Knocking noise at idle


Asked by Sep 12, 2012 at 11:50 PM about the 1996 Chevrolet S-10 2 Dr LS Extended Cab SB

Question type: Maintenance & Repair

So i have a 96 chevy s10 with a little under 100k miles, and 2.2 engine.  At low idles it was getting a
knocking noise at random intervals.  A little research led me to believe it was due to premature wear
of the timing chain, which i have replaced.  Now, I a very similar noise has returned.  It only so far is
happening at idle after freeway speeds, like at the end of the off ramp.  The noise dissipates and then
disappears with a little speed or higher rpm.  Could this still be the timing chain?  Was I on the wrong
track to begin with and it never was the timing chain?  The quality of the noise is a little different,
slightly more consistent and predictable than before so...any advice?  Thank you,

10 Answers


What is the oil pressure? oil level? and when was the last oil change?

1 out of 1 people think this is helpful.

Agree with Michael. After a highway trip oil pressure tends to be lowest, maybe you need a new oil pump. Make sure the oil level is correct and changes are current.


I took it for a drive up and down the freeway and around town and took some notes on the oil pressure. The oil was changed with 10/30 Chevron oil a few weeks ago and is at the full mark. As for pressures, from the dashboard gauge: Cold start: 65 and ranged while cold from about 40-80. No noise. Once warm, it was ranging from about 50 to 75 on the highway, and idled down to about 25 or 20 and the noise would be slightly audible. For whatever reason, it was not so bad today as a couple days ago. It was around 30 at idle when I would not hear. So there definitely seems to be a correlation between oil pressure and the noise. Thanks for your help Michael and Andrew. Do you think this information points to oil pump issues? What do you think I should look at next?

1 out of 1 people think this is helpful.

I would not trust the dash gauge for oil pressure. If you have a mechanical gauge that you can hook up to the engine directly, i would use that. Your oil pressure should be around 60 when cold and 30 when warm. 20 is quite low and would start the top end of oil. I would drop the oil pan and make sure the oil pickup tube is not clogged. At a 100k miles, I do not see it being a bad pump, but it is possible. Sitting up that much does leave behind quite a bit of sludge though, which is why I say to check the pick up tube.

2 out of 2 people think this is helpful.

I don't have a mechanical gauge, but I will look into that. I did a little research about the oil pump, and it looks like dropping the oil pan is quite an ordeal on this truck. Chilton and another reference say to pull the motor, some other forums have said to pull the transmission and prop the motor up on one side. This is a big job for a check. Any other recommendations for tests I can do before getting crazy with the oil pan? Thanks again.

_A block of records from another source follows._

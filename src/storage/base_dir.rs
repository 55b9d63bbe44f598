//! Storage base directory precedence.

use std::path::PathBuf;

/// Environment variable that overrides the configured base directory.
pub const STORE_DIR_ENV: &str = "CHERAMI_STORE";

/// Pick the storage base directory.
///
/// First non-empty value wins: command line, then environment, then
/// declarative config. `None` leaves the choice to the store host.
pub fn resolve_base_dir(cli_arg: &str, env_var: &str, config_value: &str) -> Option<PathBuf> {
    [cli_arg, env_var, config_value]
        .into_iter()
        .find(|candidate| !candidate.is_empty())
        .map(PathBuf::from)
}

Not really. I have a mechanical gauge I screw into the engine (hooks up where the oil sending unit does) that I use to check oil pressure when I am concerned. And I agree, removing the pan is some work, but it will need to be done if your oil pressure is not correct.

I had the same problem. I waited too long to change the cam-chain tensioner and the chain ate it up. The new tensioner came with a press-in plug for the oil galley above the tensioner. The new plug has a small hole in it to squirt oil on the tensioner. Problem is, when the oil gets hot, the pressure falls way off. Some of that clattering is from collapsed lifters. Also, I suspect the metal filings from the old tensioner wore the oil pump out . If all of this sounds familiar to you, you have some major decisions to make. New pump, new oil galley plug, or new truck.


I've had the same problem with my '88 S15 ever since it came out of the shop after getting the entire clutch assembly replaced. I requested to have my spark plugs changed, they replaced 1 and left the other 5 in because they said they looked fine. I live in the arctic circle where the temperature for the last few weeks has been 40 below (C). I'm getting my oil changed in the morning and I'll check to see if the knocking persists after the change. I believe they said that they're gonna put in 0W-40 oil in.


I have a 89s10 whith the 4.3 engine when i start it up it idles fine but after a bit it idles down and makes a hissing/squiting noise then it idles fine again and the repets the noise when it idles down is coming from the left side of the engine

1 out of 1 people think this is helpful.

Your oil pump creates flow not pressure. What creates pressure is the resistance of flow between the main and cam bearings. There is suppose to be a lite film of oil between the main and cam bearings which mean that the cam and cam bearings, and main bearings are not suppose to touch. When you run it low on oil it causes the film of oil to decrease between bearings. This creates wear in the bearings because there is no film of oil or very little. Then when you fill the oil back to specs it has already created damage. So the gap that was between the cam and main bearings are larger the normal which allows less resistance. Meaning oil pressure is low. Hope this helps

1 out of 1 people think this is helpful.